On April 14, 1870, Hellman married Esther Newgass of New York. Her sister, Babetta Newgass, was the wife of Mayer Lehman, one of the three founding brothers of the investment bank Lehman Brothers. They had three children:

- Isaias W. Hellman Jr. (1871–1920), who married Frances Jacobi.
- Clara Hellman (1878–1959), who married Emanuel S. Heller in 1899.
- Florence Hellman (1882–1964), who married Sidney M. Ehrman who went on to form the law firm of Heller Powers & Ehrman.

He was president of B'nai B'rith in 1872 when the congregation built the city's first temple on Fort Street.
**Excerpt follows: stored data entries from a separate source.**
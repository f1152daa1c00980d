use thiserror::Error;

/// Failures while constructing an adapter.
#[derive(Debug, Error)]
pub enum BackendError {
    #[error("cannot connect to container runtime: {0}")]
    Runtime(String),

    #[error("cannot connect to lease store: {0}")]
    Store(String),

    #[error("invalid adapter configuration: {0}")]
    InvalidConfig(String),
}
Hellman died in San Francisco on April 9, 1920.

===Legacy===
At his death in 1920, Hellman was considered the leading financier of the Pacific Coast. His son, Isaias Wolf Hellman, Jr. and grandson, Isaias Warren Hellman, later became presidents of Wells Fargo Bank. The Union Trust Company was merged with Wells Fargo after his death and the original Farmers and Merchants Bank of Los Angeles later merged with Security First National Bank of Los Angeles.

Biographies of Hellman include Towers of Gold: How One Jewish Immigrant Named Isaias Hellman Created California, by Frances Dinkelspiel, his great-great-granddaughter. The 2008 book was on the San Francisco Chronicle bestseller list for five weeks and was reviewed favorably in the publication.